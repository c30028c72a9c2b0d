#![forbid(unsafe_code)]

//! Fiat–Shamir challenge for one halving step.
//!
//! `r = H(bytes(x) || bytes(y) || bytes(v))[..16]` read as a big-endian
//! integer, where `bytes` is the minimal big-endian encoding (zero is the
//! empty string) and nothing separates or prefixes the three encodings.
//! Any verifier must reproduce this byte for byte.

use num_bigint::BigUint;
use sha3::{Digest, Keccak256, Sha3_256};
use vdf_core::HashAlgorithm;

use crate::group::minimal_be_bytes;

/// Challenge width in bytes (128-bit challenge).
pub const CHALLENGE_BYTES: usize = 16;

/// Derive the 128-bit challenge for the claim `(x, y, v)`.
#[must_use]
pub fn derive_challenge(hash: HashAlgorithm, x: &BigUint, y: &BigUint, v: &BigUint) -> BigUint {
    let elements = [x, y, v];
    match hash {
        HashAlgorithm::Sha3_256 => truncated_digest::<Sha3_256>(&elements),
        HashAlgorithm::Keccak256 => truncated_digest::<Keccak256>(&elements),
    }
}

fn truncated_digest<D: Digest>(elements: &[&BigUint]) -> BigUint {
    let mut hasher = D::new();
    for e in elements {
        hasher.update(minimal_be_bytes(e));
    }
    let digest = hasher.finalize();
    BigUint::from_bytes_be(&digest[..CHALLENGE_BYTES])
}

#[cfg(test)]
mod tests {
    use super::*;
    use num_traits::{Num, Zero};

    #[test]
    fn empty_transcript_vectors() {
        let z = BigUint::zero();
        // SHA3-256("") = a7ffc6f8bf1ed76651c14756a061d662...
        assert_eq!(
            derive_challenge(HashAlgorithm::Sha3_256, &z, &z, &z),
            BigUint::from_str_radix("a7ffc6f8bf1ed76651c14756a061d662", 16).unwrap()
        );
        // Keccak-256("") = c5d2460186f7233c927e7db2dcc703c0...
        assert_eq!(
            derive_challenge(HashAlgorithm::Keccak256, &z, &z, &z),
            BigUint::from_str_radix("c5d2460186f7233c927e7db2dcc703c0", 16).unwrap()
        );
    }

    #[test]
    fn toy_claim_vector() {
        let r = derive_challenge(
            HashAlgorithm::Sha3_256,
            &BigUint::from(5u8),
            &BigUint::from(1u8),
            &BigUint::from(183u8),
        );
        assert_eq!(r, BigUint::from_str_radix("91424fac8170cf49e1647deab052aa02", 16).unwrap());
        assert!(r.bits() <= 128);
    }

    #[test]
    fn concatenation_has_no_separators() {
        // (0x01, 0x0203, 0) and (0x0102, 0x03, 0) hash the same byte string.
        let a = derive_challenge(HashAlgorithm::Sha3_256, &BigUint::from(1u8), &BigUint::from(0x0203u16), &BigUint::zero());
        let b = derive_challenge(HashAlgorithm::Sha3_256, &BigUint::from(0x0102u16), &BigUint::from(3u8), &BigUint::zero());
        assert_eq!(a, b);
    }
}
//! HTML email body to plain text.
//!
//! A fixed sequence of regex rewrites, not a parser: markup that is
//! malformed enough to confuse the patterns simply comes through as text.

use std::sync::LazyLock;

use regex::{Captures, Regex};

/// Rewrites applied in order before entity decoding.
const RULES: &[(&str, &str)] = &[
    (r"<!--[\s\S]*?-->", ""),
    (r"(?is)<head\b[^>]*>.*?</head\s*>", ""),
    (r"(?is)<style\b[^>]*>.*?</style\s*>", ""),
    (r"(?is)<script\b[^>]*>.*?</script\s*>", ""),
    (r"(?i)<br\s*/?>", "\n"),
    (r"(?i)<li\b[^>]*>", "• "),
    (r"(?i)</(?:p|div|tr|h[1-6]|li|table|blockquote)\s*>", "\n"),
    (r"<[^>]*>", ""),
];

const ENTITY_PATTERN: &str = r"&(#[0-9]{1,7}|#[xX][0-9a-fA-F]{1,6}|[a-zA-Z]+);";

struct Rule {
    pattern: Regex,
    replacement: &'static str,
}

static COMPILED_RULES: LazyLock<Vec<Rule>> = LazyLock::new(|| {
    RULES
        .iter()
        .filter_map(|&(pattern, replacement)| match Regex::new(pattern) {
            Ok(pattern) => Some(Rule {
                pattern,
                replacement,
            }),
            Err(e) => {
                tracing::error!(pattern, error = %e, "skipping invalid html rule");
                None
            }
        })
        .collect()
});

static ENTITY: LazyLock<Option<Regex>> = LazyLock::new(|| match Regex::new(ENTITY_PATTERN) {
    Ok(re) => Some(re),
    Err(e) => {
        tracing::error!(error = %e, "invalid entity pattern");
        None
    }
});

/// Converts an HTML email body into readable plain text.
///
/// Block-level closers and `<br>` become line breaks, list items get a
/// bullet, everything else tagged is dropped, common entities are decoded,
/// and runs of blank lines collapse to one.
#[must_use]
pub fn html_to_text(html: &str) -> String {
    let mut text = html.replace("\r\n", "\n");
    for rule in COMPILED_RULES.iter() {
        text = rule
            .pattern
            .replace_all(&text, rule.replacement)
            .into_owned();
    }
    let text = decode_entities(&text);
    normalize_whitespace(&text)
}

/// Decodes named and numeric character references. Unknown or invalid
/// references are left untouched.
#[must_use]
pub fn decode_entities(text: &str) -> String {
    let Some(entity) = ENTITY.as_ref() else {
        return text.to_string();
    };
    entity
        .replace_all(text, |caps: &Captures<'_>| {
            decode_entity(&caps[1]).map_or_else(|| caps[0].to_string(), String::from)
        })
        .into_owned()
}

fn decode_entity(body: &str) -> Option<char> {
    if let Some(numeric) = body.strip_prefix('#') {
        let code = match numeric.strip_prefix(['x', 'X']) {
            Some(hex) => u32::from_str_radix(hex, 16).ok()?,
            None => numeric.parse().ok()?,
        };
        return char::from_u32(code);
    }
    match body {
        "nbsp" => Some(' '),
        "amp" => Some('&'),
        "lt" => Some('<'),
        "gt" => Some('>'),
        "quot" => Some('"'),
        "apos" => Some('\''),
        _ => None,
    }
}

/// Collapses spaces within lines, trims each line, and keeps at most one
/// blank line between paragraphs.
fn normalize_whitespace(text: &str) -> String {
    let mut out = String::with_capacity(text.len());
    let mut blank_run = 0usize;
    for line in text.lines() {
        let line = line.split_whitespace().collect::<Vec<_>>().join(" ");
        if line.is_empty() {
            blank_run += 1;
            if blank_run == 1 && !out.is_empty() {
                out.push('\n');
            }
            continue;
        }
        blank_run = 0;
        if !out.is_empty() {
            out.push('\n');
        }
        out.push_str(&line);
    }
    out.truncate(out.trim_end().len());
    out
}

— What is required —
Every entry should be reproduced word for word.

— Finished exercise —
repository c30028c72a9c2b0d
#![forbid(unsafe_code)]

//! Fiat–Shamir challenge for one halving step.
//!
//! `r = H(bytes(x) || bytes(y) || bytes(v))[..16]` read as a big-endian
//! integer, where `bytes` is the minimal big-endian encoding (zero is the
//! empty string) and nothing separates or prefixes the three encodings.
//! Any verifier must reproduce this byte for byte.

use num_bigint::BigUint;
use sha3::{Digest, Keccak256, Sha3_256};
use vdf_core::HashAlgorithm;

use crate::group::minimal_be_bytes;

/// Challenge width in bytes (128-bit challenge).
pub const CHALLENGE_BYTES: usize = 16;

/// Derive the 128-bit challenge for the claim `(x, y, v)`.
#[must_use]
pub fn derive_challenge(hash: HashAlgorithm, x: &BigUint, y: &BigUint, v: &BigUint) -> BigUint {
    let elements = [x, y, v];
    match hash {
        HashAlgorithm::Sha3_256 => truncated_digest::<Sha3_256>(&elements),
        HashAlgorithm::Keccak256 => truncated_digest::<Keccak256>(&elements),
    }
}

fn truncated_digest<D: Digest>(elements: &[&BigUint]) -> BigUint {
    let mut hasher = D::new();
    for e in elements {
        hasher.update(minimal_be_bytes(e));
    }
    let digest = hasher.finalize();
    BigUint::from_bytes_be(&digest[..CHALLENGE_BYTES])
}

#[cfg(test)]
mod tests {
    use super::*;
    use num_traits::{Num, Zero};

    #[test]
    fn empty_transcript_vectors() {
        let z = BigUint::zero();
        // SHA3-256("") = a7ffc6f8bf1ed76651c14756a061d662...
        assert_eq!(
            derive_challenge(HashAlgorithm::Sha3_256, &z, &z, &z),
            BigUint::from_str_radix("a7ffc6f8bf1ed76651c14756a061d662", 16).unwrap()
        );
        // Keccak-256("") = c5d2460186f7233c927e7db2dcc703c0...
        assert_eq!(
            derive_challenge(HashAlgorithm::Keccak256, &z, &z, &z),
            BigUint::from_str_radix("c5d2460186f7233c927e7db2dcc703c0", 16).unwrap()
        );
    }

    #[test]
    fn toy_claim_vector() {
        let r = derive_challenge(
            HashAlgorithm::Sha3_256,
            &BigUint::from(5u8),
            &BigUint::from(1u8),
            &BigUint::from(183u8),
        );
        assert_eq!(r, BigUint::from_str_radix("91424fac8170cf49e1647deab052aa02", 16).unwrap());
        assert!(r.bits() <= 128);
    }

    #[test]
    fn concatenation_has_no_separators() {
        // (0x01, 0x0203, 0) and (0x0102, 0x03, 0) hash the same byte string.
        let a = derive_challenge(HashAlgorithm::Sha3_256, &BigUint::from(1u8), &BigUint::from(0x0203u16), &BigUint::zero());
        let b = derive_challenge(HashAlgorithm::Sha3_256, &BigUint::from(0x0102u16), &BigUint::from(3u8), &BigUint::zero());
        assert_eq!(a, b);
    }
}
//! HTML email body to plain text.
//!
//! A fixed sequence of regex rewrites, not a parser: markup that is
//! malformed enough to confuse the patterns simply comes through as text.

use std::sync::LazyLock;

use regex::{Captures, Regex};

/// Rewrites applied in order before entity decoding.
const RULES: &[(&str, &str)] = &[
    (r"<!--[\s\S]*?-->", ""),
    (r"(?is)<head\b[^>]*>.*?</head\s*>", ""),
    (r"(?is)<style\b[^>]*>.*?</style\s*>", ""),
    (r"(?is)<script\b[^>]*>.*?</script\s*>", ""),
    (r"(?i)<br\s*/?>", "\n"),
    (r"(?i)<li\b[^>]*>", "• "),
    (r"(?i)</(?:p|div|tr|h[1-6]|li|table|blockquote)\s*>", "\n"),
    (r"<[^>]*>", ""),
];

const ENTITY_PATTERN: &str = r"&(#[0-9]{1,7}|#[xX][0-9a-fA-F]{1,6}|[a-zA-Z]+);";

struct Rule {
    pattern: Regex,
    replacement: &'static str,
}

static COMPILED_RULES: LazyLock<Vec<Rule>> = LazyLock::new(|| {
    RULES
        .iter()
        .filter_map(|&(pattern, replacement)| match Regex::new(pattern) {
            Ok(pattern) => Some(Rule {
                pattern,
                replacement,
            }),
            Err(e) => {
                tracing::error!(pattern, error = %e, "skipping invalid html rule");
                None
            }
        })
        .collect()
});

static ENTITY: LazyLock<Option<Regex>> = LazyLock::new(|| match Regex::new(ENTITY_PATTERN) {
    Ok(re) => Some(re),
    Err(e) => {
        tracing::error!(error = %e, "invalid entity pattern");
        None
    }
});

/// Converts an HTML email body into readable plain text.
///
/// Block-level closers and `<br>` become line breaks, list items get a
/// bullet, everything else tagged is dropped, common entities are decoded,
/// and runs of blank lines collapse to one.
#[must_use]
pub fn html_to_text(html: &str) -> String {
    let mut text = html.replace("\r\n", "\n");
    for rule in COMPILED_RULES.iter() {
        text = rule
            .pattern
            .replace_all(&text, rule.replacement)
            .into_owned();
    }
    let text = decode_entities(&text);
    normalize_whitespace(&text)
}

/// Decodes named and numeric character references. Unknown or invalid
/// references are left untouched.
#[must_use]
pub fn decode_entities(text: &str) -> String {
    let Some(entity) = ENTITY.as_ref() else {
        return text.to_string();
    };
    entity
        .replace_all(text, |caps: &Captures<'_>| {
            decode_entity(&caps[1]).map_or_else(|| caps[0].to_string(), String::from)
        })
        .into_owned()
}

fn decode_entity(body: &str) -> Option<char> {
    if let Some(numeric) = body.strip_prefix('#') {
        let code = match numeric.strip_prefix(['x', 'X']) {
            Some(hex) => u32::from_str_radix(hex, 16).ok()?,
            None => numeric.parse().ok()?,
        };
        return char::from_u32(code);
    }
    match body {
        "nbsp" => Some(' '),
        "amp" => Some('&'),
        "lt" => Some('<'),
        "gt" => Some('>'),
        "quot" => Some('"'),
        "apos" => Some('\''),
        _ => None,
    }
}

/// Collapses spaces within lines, trims each line, and keeps at most one
/// blank line between paragraphs.
fn normalize_whitespace(text: &str) -> String {
    let mut out = String::with_capacity(text.len());
    let mut blank_run = 0usize;
    for line in text.lines() {
        let line = line.split_whitespace().collect::<Vec<_>>().join(" ");
        if line.is_empty() {
            blank_run += 1;
            if blank_run == 1 && !out.is_empty() {
                out.push('\n');
            }
            continue;
        }
        blank_run = 0;
        if !out.is_empty() {
            out.push('\n');
        }
        out.push_str(&line);
    }
    out.truncate(out.trim_end().len());
    out
}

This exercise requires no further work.